Wednesday, October 26, 2022

Zakr . . . what?
Getting Negative About Half Siblings

 

Zakr.... Okay, take a deep breath and spell it out: Zakrzewicz. Only in Poland could I have run across a surname like that. And the only problem with that has been the question of whether that name represents a different mother for Katarzina Gramlewicz, or simply another alias.

Katarzina Gramlewicz was the direct ancestor of my recently-found DNA match at MyHeritage. On paper—at least, according to this match's tree—Katarzina's father had the same name as my second great-grandmother's father, Andrzej Gramlewicz.

That, however, is where things begin to break down. According to what I've struggled to find online, my second great-grandmother's mother had a maiden name of Nowicka. For the tree of this DNA match, though, Katarzina's mother had a different surname: Zakrzewicz.

Where did that come from? Does that mean Katarzina is only half-sister to my Elżbieta Gramlewicz? I had to go searching for any sign that Andrzej was married twice—and to two different women who were both named Katarzyna.

There are problems with such a search, at least with what is currently available online for Polish records in the Catholic parish of Żerków. There are two resources I can use. One is the Poznan Project, which is strictly limited to transcriptions of available marriage records, both church and civil, during the 1800s.
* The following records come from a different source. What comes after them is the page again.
//! Module `memory` drives common serial EEPROMs through an `Adapter`.
//!
//! These parts accept writes only within one page at a time and need a
//! moment to commit each page, so writes are split with `frame::pages` and
//! paced with a fixed delay after every chunk.

use std::thread;
use std::time::Duration;

use log::debug;

use crate::adapter::Adapter;
use crate::frame::{self, Transfer};
use crate::i2c::I2cFlags;
use crate::low::Device;
use crate::{Error, Result};

/// `DEFAULT_WRITE_DELAY` is how long a page write is given to commit.
pub const DEFAULT_WRITE_DELAY: Duration = Duration::from_millis(10);

/// `I2cEeprom` is a byte-addressed I2C EEPROM such as the AT24C02.
#[derive(Debug, Clone, Copy, PartialEq, Eq)]
pub struct I2cEeprom {
    pub addr: u16,
    pub page_size: usize,
    pub write_delay: Duration,
}

impl I2cEeprom {
    /// `at24c02` describes a 256-byte AT24C02 with 8-byte pages at `addr`.
    pub fn at24c02(addr: u16) -> I2cEeprom {
        I2cEeprom {
            addr,
            page_size: 8,
            write_delay: DEFAULT_WRITE_DELAY,
        }
    }

    pub fn with_write_delay(self, write_delay: Duration) -> I2cEeprom {
        I2cEeprom {
            write_delay,
            ..self
        }
    }

    /// `write` stores `data` starting at `offset`, one page at a time.
    /// Returns the number of data bytes the part accepted.
    pub fn write<D: Device>(
        &self,
        adapter: &mut Adapter<'_, D>,
        offset: u8,
        data: &[u8],
    ) -> Result<usize> {
        if self.page_size == 0 {
            return Err(Error::Request("page size must be non-zero"));
        }
        if offset as usize + data.len() > 0x100 {
            return Err(Error::Request("write runs past the end of memory"));
        }
        let mut written = 0;
        let mut chunk = Vec::with_capacity(self.page_size + 1);
        for page in frame::pages(offset as u32, data.len(), self.page_size) {
            chunk.clear();
            chunk.push(page.offset as u8);
            chunk.extend_from_slice(&data[page.data.clone()]);
            debug!(
                "eeprom 0x{:02x}: page write of {} bytes at 0x{:02x}",
                self.addr,
                page.data.len(),
                page.offset
            );
            let n = adapter.i2c_write(self.addr, I2cFlags::empty(), chunk.len(), &chunk)?;
            thread::sleep(self.write_delay);
            written += n.saturating_sub(1);
            if n < chunk.len() {
                break;
            }
        }
        Ok(written)
    }

    /// `read` fills `buf` with memory contents starting at `offset`.
    pub fn read<D: Device>(
        &self,
        adapter: &mut Adapter<'_, D>,
        offset: u8,
        buf: &mut [u8],
    ) -> Result<Transfer> {
        let (_, t) = adapter.i2c_write_read(self.addr, I2cFlags::empty(), &[offset], buf)?;
        Ok(t)
    }
}

const SPI_WREN: u8 = 0x06;
const SPI_WRITE: u8 = 0x02;
const SPI_READ: u8 = 0x03;
const SPI_HEADER: usize = 3;

/// `SpiEeprom` is a 16-bit addressed SPI EEPROM such as the AT25080A.
#[derive(Debug, Clone, Copy, PartialEq, Eq)]
pub struct SpiEeprom {
    pub size: usize,
    pub page_size: usize,
    pub write_delay: Duration,
}

impl SpiEeprom {
    /// `at25080a` describes a 1 KiB AT25080A with 32-byte pages.
    pub fn at25080a() -> SpiEeprom {
        SpiEeprom {
            size: 1024,
            page_size: 32,
            write_delay: DEFAULT_WRITE_DELAY,
        }
    }

    pub fn with_write_delay(self, write_delay: Duration) -> SpiEeprom {
        SpiEeprom {
            write_delay,
            ..self
        }
    }

    /// `write` stores `data` starting at `offset`, enabling writes before
    /// each page. Returns the number of data bytes shifted out.
    pub fn write<D: Device>(
        &self,
        adapter: &mut Adapter<'_, D>,
        offset: u16,
        data: &[u8],
    ) -> Result<usize> {
        if self.page_size == 0 {
            return Err(Error::Request("page size must be non-zero"));
        }
        if offset as usize + data.len() > self.size {
            return Err(Error::Request("write runs past the end of memory"));
        }
        let mut written = 0;
        let mut chunk = Vec::with_capacity(self.page_size + SPI_HEADER);
        for page in frame::pages(offset as u32, data.len(), self.page_size) {
            adapter.spi_write(1, &[SPI_WREN], 0, &mut [])?;

            chunk.clear();
            chunk.push(SPI_WRITE);
            chunk.extend_from_slice(&(page.offset as u16).to_be_bytes());
            chunk.extend_from_slice(&data[page.data.clone()]);
            debug!(
                "spi eeprom: page write of {} bytes at 0x{:03x}",
                page.data.len(),
                page.offset
            );
            adapter.spi_write(chunk.len(), &chunk, 0, &mut [])?;
            thread::sleep(self.write_delay);
            written += page.data.len();
        }
        Ok(written)
    }

    /// `read` fills `buf` with memory contents starting at `offset`, using a
    /// single transaction. `buf` may hold at most `MAX_TRANSFER - 3` bytes.
    pub fn read<D: Device>(
        &self,
        adapter: &mut Adapter<'_, D>,
        offset: u16,
        buf: &mut [u8],
    ) -> Result<Transfer> {
        let total = buf.len() + SPI_HEADER;
        if total > frame::MAX_TRANSFER {
            return Err(Error::Request("read too long for one transfer"));
        }
        let mut out = vec![0u8; total];
        out[0] = SPI_READ;
        out[1..SPI_HEADER].copy_from_slice(&offset.to_be_bytes());
        let mut input = vec![0u8; total];
        let t = adapter.spi_write(total, &out, total, &mut input)?;
        let n = t.actual.saturating_sub(SPI_HEADER);
        buf[..n].copy_from_slice(&input[SPI_HEADER..SPI_HEADER + n]);
        Ok(Transfer {
            requested: buf.len(),
            actual: n,
        })
    }
}
//! Module `spi` contains the clocking configuration for the SPI subsystem.
//!
//! The SPI operations themselves are methods on `Adapter`, since they
//! share the session's config state with the other subsystems.

use serde::{Deserialize, Serialize};

/// `Polarity` selects which clock transition is the leading edge.
///
/// `RisingFalling` idles SCK low, so the clock goes low-to-high on the
/// leading edge and high-to-low on the trailing edge.
#[derive(Debug, Clone, Copy, PartialEq, Eq, Hash, Serialize, Deserialize)]
#[serde(rename_all = "snake_case")]
#[repr(u8)]
pub enum Polarity {
    RisingFalling = 0,
    FallingRising = 1,
}

/// `Phase` selects whether data is sampled or set up on the leading edge.
#[derive(Debug, Clone, Copy, PartialEq, Eq, Hash, Serialize, Deserialize)]
#[serde(rename_all = "snake_case")]
#[repr(u8)]
pub enum Phase {
    SampleSetup = 0,
    SetupSample = 1,
}

/// `BitOrder` selects which end of each byte is shifted first.
#[derive(Debug, Clone, Copy, PartialEq, Eq, Hash, Serialize, Deserialize)]
#[serde(rename_all = "snake_case")]
#[repr(u8)]
pub enum BitOrder {
    Msb = 0,
    Lsb = 1,
}

/// `SsPolarity` is the active level of the slave select line in master
/// mode. In slave mode the adapter always treats SS as active low.
#[derive(Debug, Clone, Copy, PartialEq, Eq, Hash, Serialize, Deserialize)]
#[serde(rename_all = "snake_case")]
#[repr(u8)]
pub enum SsPolarity {
    ActiveLow = 0,
    ActiveHigh = 1,
}

/// `Config` is the full clocking configuration passed to `spi_configure`.
#[derive(Debug, Clone, Copy, PartialEq, Eq, Hash, Serialize, Deserialize)]
#[serde(default)]
pub struct Config {
    pub polarity: Polarity,
    pub phase: Phase,
    pub bit_order: BitOrder,
}

/// `DEFAULT_CONFIG` is SPI mode 0, most significant bit first.
pub const DEFAULT_CONFIG: Config = Config {
    polarity: Polarity::RisingFalling,
    phase: Phase::SampleSetup,
    bit_order: BitOrder::Msb,
};

impl Default for Config {
    fn default() -> Self {
        DEFAULT_CONFIG
    }
}

impl Config {
    /// `mode` returns the conventional SPI mode number (0 through 3) for
    /// this polarity and phase.
    pub fn mode(&self) -> u8 {
        let cpol = match self.polarity {
            Polarity::RisingFalling => 0,
            Polarity::FallingRising => 1,
        };
        let cpha = match self.phase {
            Phase::SampleSetup => 0,
            Phase::SetupSample => 1,
        };
        (cpol << 1) | cpha
    }

    pub(crate) fn raw(&self) -> (u8, u8, u8) {
        (
            self.polarity as u8,
            self.phase as u8,
            self.bit_order as u8,
        )
    }
}
use aardvark::low::Device;
use aardvark::{Adapter, Error, I2cFlags, Status, Transfer};
use embedded_hal::blocking::i2c;

/// `AardvarkI2c` drives the adapter as an I2C master with 7-bit addressing.
///
/// Unlike the adapter's own API, a transfer that moves fewer bytes than
/// asked is an error here, since the HAL traits have no way to report a
/// partial result.
pub struct AardvarkI2c<'a, D: Device> {
    adapter: Adapter<'a, D>,
}

impl<'a, D: Device> AardvarkI2c<'a, D> {
    pub fn new(adapter: Adapter<'a, D>) -> Self {
        AardvarkI2c { adapter }
    }

    pub fn adapter(&mut self) -> &mut Adapter<'a, D> {
        &mut self.adapter
    }

    pub fn into_inner(self) -> Adapter<'a, D> {
        self.adapter
    }
}

fn expect_all_written(written: usize, len: usize) -> Result<(), Error> {
    if written < len {
        return Err(Error::Status(Status::I2cWriteError));
    }
    Ok(())
}

fn expect_all_read(addr: u8, t: Transfer) -> Result<(), Error> {
    if t.requested > 0 && t.is_empty() {
        return Err(Error::NoAcknowledge { addr: addr as u16 });
    }
    if !t.is_complete() {
        return Err(Error::Status(Status::I2cReadError));
    }
    Ok(())
}

impl<'a, D: Device> i2c::Write for AardvarkI2c<'a, D> {
    type Error = Error;

    fn write(&mut self, addr: u8, bytes: &[u8]) -> Result<(), Self::Error> {
        let written = self
            .adapter
            .i2c_write(addr as u16, I2cFlags::empty(), bytes.len(), bytes)?;
        expect_all_written(written, bytes.len())
    }
}

impl<'a, D: Device> i2c::Read for AardvarkI2c<'a, D> {
    type Error = Error;

    fn read(&mut self, addr: u8, buffer: &mut [u8]) -> Result<(), Self::Error> {
        let t = self
            .adapter
            .i2c_read(addr as u16, I2cFlags::empty(), buffer.len(), buffer)?;
        expect_all_read(addr, t)
    }
}

impl<'a, D: Device> i2c::WriteRead for AardvarkI2c<'a, D> {
    type Error = Error;

    fn write_read(&mut self, addr: u8, bytes: &[u8], buffer: &mut [u8]) -> Result<(), Self::Error> {
        let (target, flags) = (u16::from(addr), I2cFlags::empty());
        let (written, t) = self.adapter.i2c_write_read(target, flags, bytes, buffer)?;
        expect_all_written(written, bytes.len())?;
        expect_all_read(addr, t)
    }
}

#[cfg(test)]
mod tests {
    use super::*;
    use aardvark::sim::{SimDriver, SimI2cMemory};
    use aardvark::Registry;
    use embedded_hal::blocking::i2c::{Read, Write, WriteRead};

    #[test]
    fn eeprom_through_hal_traits() {
        let mut driver = SimDriver::new();
        let port = driver.add_port(1);
        port.attach_i2c_memory(0x50, SimI2cMemory::at24c02());
        let mut registry = Registry::new(driver);
        let handle = registry.open(0).unwrap();
        let mut i2c = AardvarkI2c::new(registry.adapter(handle).unwrap());

        i2c.write(0x50, &[0x10, 1, 2, 3]).unwrap();
        let mut buf = [0u8; 3];
        i2c.write_read(0x50, &[0x10], &mut buf).unwrap();
        assert_eq!(buf, [1, 2, 3]);

        let mut next = [0u8; 1];
        i2c.read(0x50, &mut next).unwrap();
        assert_eq!(next, [0xff]);
    }

    #[test]
    fn absent_device_is_reported() {
        let mut driver = SimDriver::new();
        driver.add_port(1);
        let mut registry = Registry::new(driver);
        let handle = registry.open(0).unwrap();
        let mut i2c = AardvarkI2c::new(registry.adapter(handle).unwrap());

        assert_eq!(
            i2c.write(0x21, &[0]),
            Err(Error::NoAcknowledge { addr: 0x21 })
        );
        assert_eq!(
            i2c.read(0x21, &mut [0u8; 2]),
            Err(Error::NoAcknowledge { addr: 0x21 })
        );
    }
}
The other resource, which includes baptisms and death records as well as marriage information in their transcriptions, is the website known as BaSIA

In addition to the hazards of relying on transcriptions, the collections include significant gaps in dates. For those reasons, I looked for signs of any family members in Żerków with the surname Zakrzewicz. I discovered a few unexpected details. For one, a man by the name of Adalbertus Zakrzewicz showed up with surprising regularity as the godparent at several baptisms for children with a variety of other surnames. None of those baptisms linked that surname to Nowicki. And only once was he a godparents to a Gramlewicz baptism—but not connected to Andrzej.
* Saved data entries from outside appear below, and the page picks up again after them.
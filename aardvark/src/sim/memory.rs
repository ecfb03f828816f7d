//! Simulated serial EEPROM targets.

/// `next_in_page` advances `at` by one, wrapping back to the start of its
/// page at the page boundary.
fn next_in_page(at: usize, page_size: usize) -> usize {
    let base = at - at % page_size;
    base + (at + 1 - base) % page_size
}

/// `SimI2cMemory` behaves like a byte-addressed I2C EEPROM.
///
/// The first byte of each write sets the word pointer and later bytes are
/// stored from there, wrapping within the current page. Reads continue from
/// the pointer and wrap around the whole memory.
#[derive(Debug, Clone, PartialEq, Eq)]
pub struct SimI2cMemory {
    data: Vec<u8>,
    page_size: usize,
    pointer: usize,
}

impl SimI2cMemory {
    /// `new` creates an erased memory. `page_size` must divide `size`.
    pub fn new(size: usize, page_size: usize) -> SimI2cMemory {
        debug_assert!(page_size > 0 && size % page_size == 0);
        SimI2cMemory {
            data: vec![0xff; size],
            page_size,
            pointer: 0,
        }
    }

    /// `at24c02` is a 256-byte part with 8-byte pages.
    pub fn at24c02() -> SimI2cMemory {
        SimI2cMemory::new(256, 8)
    }

    pub fn contents(&self) -> &[u8] {
        &self.data
    }

    pub(crate) fn write(&mut self, bytes: &[u8]) {
        let (first, rest) = match bytes.split_first() {
            Some(split) => split,
            None => return,
        };
        self.pointer = *first as usize % self.data.len();
        for &b in rest {
            self.data[self.pointer] = b;
            self.pointer = next_in_page(self.pointer, self.page_size);
        }
    }

    pub(crate) fn read(&mut self, buf: &mut [u8]) {
        for b in buf.iter_mut() {
            *b = self.data[self.pointer];
            self.pointer = (self.pointer + 1) % self.data.len();
        }
    }
}

const WREN: u8 = 0x06;
const WRDI: u8 = 0x04;
const RDSR: u8 = 0x05;
const READ: u8 = 0x03;
const WRITE: u8 = 0x02;

const STATUS_WEL: u8 = 0x02;

/// `SimSpiMemory` behaves like a 16-bit addressed SPI EEPROM with a write
/// enable latch. Each write command consumes the latch.
#[derive(Debug, Clone, PartialEq, Eq)]
pub struct SimSpiMemory {
    data: Vec<u8>,
    page_size: usize,
    write_enabled: bool,
}

impl SimSpiMemory {
    pub fn new(size: usize, page_size: usize) -> SimSpiMemory {
        debug_assert!(page_size > 0 && size % page_size == 0);
        SimSpiMemory {
            data: vec![0xff; size],
            page_size,
            write_enabled: false,
        }
    }

    /// `at25080a` is a 1 KiB part with 32-byte pages.
    pub fn at25080a() -> SimSpiMemory {
        SimSpiMemory::new(1024, 32)
    }

    pub fn contents(&self) -> &[u8] {
        &self.data
    }

    fn address(&self, out: &[u8]) -> usize {
        let hi = out.get(1).copied().unwrap_or(0) as usize;
        let lo = out.get(2).copied().unwrap_or(0) as usize;
        ((hi << 8) | lo) % self.data.len()
    }

    /// `transfer` handles one chip-select cycle. `out` is what the master
    /// shifted out; the result is what the memory shifted back.
    pub(crate) fn transfer(&mut self, out: &[u8]) -> Vec<u8> {
        let mut back = vec![0xff; out.len()];
        match out.first().copied() {
            Some(WREN) => self.write_enabled = true,
            Some(WRDI) => self.write_enabled = false,
            Some(RDSR) => {
                if let Some(b) = back.get_mut(1) {
                    *b = if self.write_enabled { STATUS_WEL } else { 0 };
                }
            }
            Some(READ) => {
                let mut at = self.address(out);
                for b in back.iter_mut().skip(3) {
                    *b = self.data[at];
                    at = (at + 1) % self.data.len();
                }
            }
            Some(WRITE) if out.len() > 3 => {
                if self.write_enabled {
                    let mut at = self.address(out);
                    for &b in &out[3..] {
                        self.data[at] = b;
                        at = next_in_page(at, self.page_size);
                    }
                }
                self.write_enabled = false;
            }
            _ => {}
        }
        back
    }
}

#[cfg(test)]
mod tests {
    use super::*;

    #[test]
    fn i2c_write_wraps_within_page() {
        let mut m = SimI2cMemory::new(32, 8);
        m.write(&[6, 1, 2, 3, 4]);
        assert_eq!(&m.contents()[0..8], &[3, 4, 0xff, 0xff, 0xff, 0xff, 1, 2]);
    }

    #[test]
    fn odd_sized_pages_wrap_at_their_own_boundary() {
        let mut m = SimI2cMemory::new(48, 24);
        m.write(&[46, 1, 2, 3]);
        assert_eq!(&m.contents()[46..48], &[1, 2]);
        assert_eq!(m.contents()[24], 3);
        assert_eq!(m.contents()[0], 0xff);
    }

    #[test]
    fn i2c_read_continues_from_pointer() {
        let mut m = SimI2cMemory::new(16, 8);
        m.write(&[14, 0xaa, 0xbb]);
        m.write(&[15]);
        let mut buf = [0u8; 3];
        m.read(&mut buf);
        assert_eq!(buf, [0xbb, 0xff, 0xff]);
    }

    #[test]
    fn spi_write_requires_latch() {
        let mut m = SimSpiMemory::at25080a();
        m.transfer(&[WRITE, 0x00, 0x10, 0x55]);
        assert_eq!(m.contents()[0x10], 0xff);

        m.transfer(&[WREN]);
        assert_eq!(m.transfer(&[RDSR, 0])[1], STATUS_WEL);
        m.transfer(&[WRITE, 0x00, 0x10, 0x55]);
        assert_eq!(m.contents()[0x10], 0x55);
        assert_eq!(m.transfer(&[RDSR, 0])[1], 0);

        let back = m.transfer(&[READ, 0x00, 0x0f, 0, 0, 0]);
        assert_eq!(&back[3..], &[0xff, 0x55, 0xff]);
    }
}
Another near brush with familial connection was the 1819 baptism of a Kraska baby, when a different Zakrzewicz identified as Martinus was named as godparent, along with a woman surnamed Gramlewiczowa. Close, but still not our line.

This is where things turn negative. I found no record for anyone named Zakrzewicz marrying a Gramlewicz, nor any baptismal record for a child of such a couple. Nor have I been able to identify a premature date of death for Katarzina Nowicka, mother of my Elżbieta, or even Katarzina Zakrzewicz, named as mother of Elżbieta's supposed sibling Katarzina.

The key, at this point, is that the only place I've seen mention of a wife of Andrzej Gramlewicz being named as a Zakrzewicz was years after the fact, when the younger Katarzina died in 1887. There, she was named as a married woman—her husband being Wincenty Cichocki—and the reporting party was listed as her daughter Agnes. As sometimes happens when such information is gathered, it is likely that the reporting party provided incorrect information.

On the other hand, when we review the dates where transcripts provided mother's maiden name, the elder Katarzyna was consistently listed by the maiden name Nowicka:

  • in 1820 for the baptism of daughter Apolonia
  • in 1822 for the baptism of daughter Josepha
  • in 1823 for the death of daughter Josepha
  • in 1824 for the baptism of son Joannes
  • in 1827 for the baptism of son Piotr Paweł
  • in 1827 at the death of son Jan (Joannes in Catholic records)

The record gap in question, though, is for the dates preceding that 1820 entry. Based on various other records in which the younger Katarzyna appeared, we can calculate her year of birth as either 1812 or 1814. A record at the Poznan Project indicates that her parents were married in 1810. And that 1810 document indicates the elder Katarzyna had a maiden name of Nowicka. Despite the gap in other records prior to 1820, until I am able to locate any other supporting documentation for another wife—or another maiden name—from the Zakrzewicz family, I'll call Elżbieta and Katarzyna two sisters from the same mother.